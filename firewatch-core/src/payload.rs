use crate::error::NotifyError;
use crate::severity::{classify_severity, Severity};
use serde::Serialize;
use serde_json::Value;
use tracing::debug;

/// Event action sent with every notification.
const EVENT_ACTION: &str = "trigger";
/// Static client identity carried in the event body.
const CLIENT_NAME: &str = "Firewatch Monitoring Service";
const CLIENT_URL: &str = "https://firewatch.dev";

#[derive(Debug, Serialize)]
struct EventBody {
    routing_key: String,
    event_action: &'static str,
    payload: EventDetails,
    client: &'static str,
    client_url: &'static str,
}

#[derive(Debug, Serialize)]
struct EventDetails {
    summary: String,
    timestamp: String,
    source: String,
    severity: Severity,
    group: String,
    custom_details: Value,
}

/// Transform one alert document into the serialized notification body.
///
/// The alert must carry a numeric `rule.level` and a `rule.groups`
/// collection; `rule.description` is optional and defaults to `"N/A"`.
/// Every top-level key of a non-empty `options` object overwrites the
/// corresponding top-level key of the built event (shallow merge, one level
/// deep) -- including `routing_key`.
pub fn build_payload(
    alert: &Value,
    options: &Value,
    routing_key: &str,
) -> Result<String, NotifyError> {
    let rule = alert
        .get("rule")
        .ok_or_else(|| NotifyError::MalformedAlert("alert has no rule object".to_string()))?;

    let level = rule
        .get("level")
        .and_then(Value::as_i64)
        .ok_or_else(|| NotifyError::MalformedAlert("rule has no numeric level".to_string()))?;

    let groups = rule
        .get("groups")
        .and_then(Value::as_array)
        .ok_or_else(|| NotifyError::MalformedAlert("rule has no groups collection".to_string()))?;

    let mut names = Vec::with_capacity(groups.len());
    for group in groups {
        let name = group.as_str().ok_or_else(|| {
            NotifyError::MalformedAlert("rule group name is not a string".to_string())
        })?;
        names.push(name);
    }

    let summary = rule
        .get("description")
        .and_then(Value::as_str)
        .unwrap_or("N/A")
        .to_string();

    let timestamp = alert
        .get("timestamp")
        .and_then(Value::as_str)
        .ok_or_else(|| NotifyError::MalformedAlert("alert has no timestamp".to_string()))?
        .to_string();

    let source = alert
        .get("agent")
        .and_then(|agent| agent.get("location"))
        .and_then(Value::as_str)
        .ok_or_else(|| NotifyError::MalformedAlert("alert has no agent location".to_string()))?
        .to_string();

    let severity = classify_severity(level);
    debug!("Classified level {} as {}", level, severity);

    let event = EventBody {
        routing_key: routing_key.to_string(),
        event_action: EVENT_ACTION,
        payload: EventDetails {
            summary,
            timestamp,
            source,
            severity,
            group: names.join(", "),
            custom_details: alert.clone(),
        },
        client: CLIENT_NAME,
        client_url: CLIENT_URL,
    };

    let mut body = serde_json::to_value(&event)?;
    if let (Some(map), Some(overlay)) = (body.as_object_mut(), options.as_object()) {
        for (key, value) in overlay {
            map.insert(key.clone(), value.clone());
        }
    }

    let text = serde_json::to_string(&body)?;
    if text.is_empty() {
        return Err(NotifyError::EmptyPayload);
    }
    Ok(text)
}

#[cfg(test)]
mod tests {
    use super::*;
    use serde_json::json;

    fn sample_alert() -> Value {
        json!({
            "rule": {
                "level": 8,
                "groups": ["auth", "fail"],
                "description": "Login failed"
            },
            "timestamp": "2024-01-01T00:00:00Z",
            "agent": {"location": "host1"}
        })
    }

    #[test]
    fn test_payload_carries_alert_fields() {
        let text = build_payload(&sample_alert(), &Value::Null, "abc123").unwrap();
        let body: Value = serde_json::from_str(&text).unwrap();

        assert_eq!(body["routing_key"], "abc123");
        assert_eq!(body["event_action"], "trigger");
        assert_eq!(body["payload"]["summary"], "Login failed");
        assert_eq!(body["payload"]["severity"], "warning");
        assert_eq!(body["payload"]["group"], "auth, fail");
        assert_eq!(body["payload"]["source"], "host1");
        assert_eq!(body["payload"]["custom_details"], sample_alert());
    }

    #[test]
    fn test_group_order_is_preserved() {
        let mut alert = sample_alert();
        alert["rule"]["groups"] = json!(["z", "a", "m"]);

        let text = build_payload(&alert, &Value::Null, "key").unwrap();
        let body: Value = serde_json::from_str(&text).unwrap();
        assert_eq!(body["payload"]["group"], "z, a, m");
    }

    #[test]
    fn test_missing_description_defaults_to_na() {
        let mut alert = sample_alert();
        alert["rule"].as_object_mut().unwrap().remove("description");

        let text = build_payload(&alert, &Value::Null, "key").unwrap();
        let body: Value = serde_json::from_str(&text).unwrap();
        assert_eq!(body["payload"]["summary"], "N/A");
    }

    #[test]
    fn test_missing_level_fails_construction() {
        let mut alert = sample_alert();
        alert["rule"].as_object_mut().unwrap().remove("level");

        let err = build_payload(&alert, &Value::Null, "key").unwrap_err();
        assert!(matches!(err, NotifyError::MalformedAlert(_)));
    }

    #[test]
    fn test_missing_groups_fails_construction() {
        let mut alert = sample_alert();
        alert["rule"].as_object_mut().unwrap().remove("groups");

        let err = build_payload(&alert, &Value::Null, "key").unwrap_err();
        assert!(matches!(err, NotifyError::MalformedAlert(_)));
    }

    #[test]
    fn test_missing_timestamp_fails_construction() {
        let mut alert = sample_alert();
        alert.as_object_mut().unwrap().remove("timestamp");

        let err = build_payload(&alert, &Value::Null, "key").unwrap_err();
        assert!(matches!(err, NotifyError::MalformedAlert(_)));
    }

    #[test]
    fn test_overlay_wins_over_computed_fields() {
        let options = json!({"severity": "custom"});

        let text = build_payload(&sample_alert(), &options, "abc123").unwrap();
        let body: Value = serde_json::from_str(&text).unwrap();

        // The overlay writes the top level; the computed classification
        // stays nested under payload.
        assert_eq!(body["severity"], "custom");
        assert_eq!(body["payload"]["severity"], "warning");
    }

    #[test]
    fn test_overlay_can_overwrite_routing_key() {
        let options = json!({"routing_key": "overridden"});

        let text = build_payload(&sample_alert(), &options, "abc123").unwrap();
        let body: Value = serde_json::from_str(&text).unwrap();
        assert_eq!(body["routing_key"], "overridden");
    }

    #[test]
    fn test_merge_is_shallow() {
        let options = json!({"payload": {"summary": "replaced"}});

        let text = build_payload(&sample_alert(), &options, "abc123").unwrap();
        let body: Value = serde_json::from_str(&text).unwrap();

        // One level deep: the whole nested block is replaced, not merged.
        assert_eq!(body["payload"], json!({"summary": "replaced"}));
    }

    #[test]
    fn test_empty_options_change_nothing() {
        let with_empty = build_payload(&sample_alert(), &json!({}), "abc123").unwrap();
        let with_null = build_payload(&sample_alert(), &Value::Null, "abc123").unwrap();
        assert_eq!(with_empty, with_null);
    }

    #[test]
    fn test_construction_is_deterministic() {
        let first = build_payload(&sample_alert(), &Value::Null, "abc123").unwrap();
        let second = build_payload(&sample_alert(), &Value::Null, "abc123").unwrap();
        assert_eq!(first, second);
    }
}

_____

▸ **What is needed**:
Only lines with the word "MalformedAlert" belong in the answer; copy each of them from the material above.

▸ **Answer section**:
        .ok_or_else(|| NotifyError::MalformedAlert("alert has no rule object".to_string()))?;
        .ok_or_else(|| NotifyError::MalformedAlert("rule has no numeric level".to_string()))?;
        .ok_or_else(|| NotifyError::MalformedAlert("rule has no groups collection".to_string()))?;
            NotifyError::MalformedAlert("rule group name is not a string".to_string())
        .ok_or_else(|| NotifyError::MalformedAlert("alert has no timestamp".to_string()))?
        .ok_or_else(|| NotifyError::MalformedAlert("alert has no agent location".to_string()))?
        assert!(matches!(err, NotifyError::MalformedAlert(_)));
        assert!(matches!(err, NotifyError::MalformedAlert(_)));
        assert!(matches!(err, NotifyError::MalformedAlert(_)));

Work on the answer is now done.